Collected data
= Beginning of Section =
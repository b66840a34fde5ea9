//! Append-only audit log (SPEC_FULL.md §4.4): every completed sync operation,
//! flagged or not, leaves a row behind summarizing before/after state. The
//! durable, queryable trail is `Store::insert_audit_entry` -- it runs inside
//! the same transaction as the data it describes, satisfying §5's ordering
//! guarantee. `AuditSink` is a separate, non-transactional fan-out for
//! observability: it must never be the only place an audit entry lands, and
//! it must never write to the same table `Store` does, or every operation
//! would produce two identical rows.

use async_trait::async_trait;
use serde::Serialize;
use tracing::{info, warn};

use crate::domain::AuditKind;

/// One row the `SyncEngine` hands off after an operation completes.
#[derive(Debug, Clone, Serialize)]
pub struct AuditRecord {
  pub server_id: String,
  pub player_steam_id: String,
  pub kind: AuditKind,
  pub seq_before: Option<i64>,
  pub seq_after: Option<i64>,
  pub before_summary: serde_json::Value,
  pub after_summary: serde_json::Value,
  pub flagged: bool,
  pub flag_reason: Option<String>,
  pub duration_ms: i64,
}

/// Where audit records go once an operation has already been durably
/// committed via `Store::insert_audit_entry`. Kept separate from `Store` so
/// a deployment can fan the same record out to a genuinely different
/// channel (a log aggregator, a metrics pipeline, a message queue) without
/// touching the relational layer or double-writing `audit_entries`.
#[async_trait]
pub trait AuditSink: Send + Sync {
  async fn record(&self, entry: AuditRecord);
}

/// Emits one structured log line per audit record, the same way the rest of
/// the ambient stack reports operational events. Never touches Postgres --
/// the RDBMS row for this entry was already written by `Store` in the same
/// transaction as the data it describes.
#[derive(Default)]
pub struct TracingAuditSink;

impl TracingAuditSink {
  #[must_use]
  pub fn new() -> Self {
    TracingAuditSink
  }
}

#[async_trait]
impl AuditSink for TracingAuditSink {
  async fn record(&self, entry: AuditRecord) {
    if entry.flagged {
      warn!(
        server_id = %entry.server_id,
        steam_id = %entry.player_steam_id,
        kind = entry.kind.as_str(),
        seq_before = entry.seq_before,
        seq_after = entry.seq_after,
        reason = entry.flag_reason.as_deref(),
        duration_ms = entry.duration_ms,
        "sync flagged"
      );
    } else {
      info!(
        server_id = %entry.server_id,
        steam_id = %entry.player_steam_id,
        kind = entry.kind.as_str(),
        seq_before = entry.seq_before,
        seq_after = entry.seq_after,
        duration_ms = entry.duration_ms,
        "sync audited"
      );
    }
  }
}

/// In-memory sink for tests -- keeps every record so assertions can inspect
/// flag reasons and before/after summaries directly.
#[derive(Default)]
pub struct FakeAuditSink {
  entries: std::sync::Mutex<Vec<AuditRecord>>,
}

impl FakeAuditSink {
  #[must_use]
  pub fn new() -> Self {
    Self::default()
  }

  pub fn entries(&self) -> Vec<AuditRecord> {
    self.entries.lock().unwrap().clone()
  }

  pub fn last(&self) -> Option<AuditRecord> {
    self.entries.lock().unwrap().last().cloned()
  }
}

#[async_trait]
impl AuditSink for FakeAuditSink {
  async fn record(&self, entry: AuditRecord) {
    self.entries.lock().unwrap().push(entry);
  }
}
= End of Section =
» **Problem description**: Nothing but the lines from the first line of the data through the line with "an operation completes." should be returned, exactly as they appear, both ends included.

» **Answer section**:
repository b66840a34fde5ea9
//! Append-only audit log (SPEC_FULL.md §4.4): every completed sync operation,
//! flagged or not, leaves a row behind summarizing before/after state. The
//! durable, queryable trail is `Store::insert_audit_entry` -- it runs inside
//! the same transaction as the data it describes, satisfying §5's ordering
//! guarantee. `AuditSink` is a separate, non-transactional fan-out for
//! observability: it must never be the only place an audit entry lands, and
//! it must never write to the same table `Store` does, or every operation
//! would produce two identical rows.

use async_trait::async_trait;
use serde::Serialize;
use tracing::{info, warn};

use crate::domain::AuditKind;

/// One row the `SyncEngine` hands off after an operation completes.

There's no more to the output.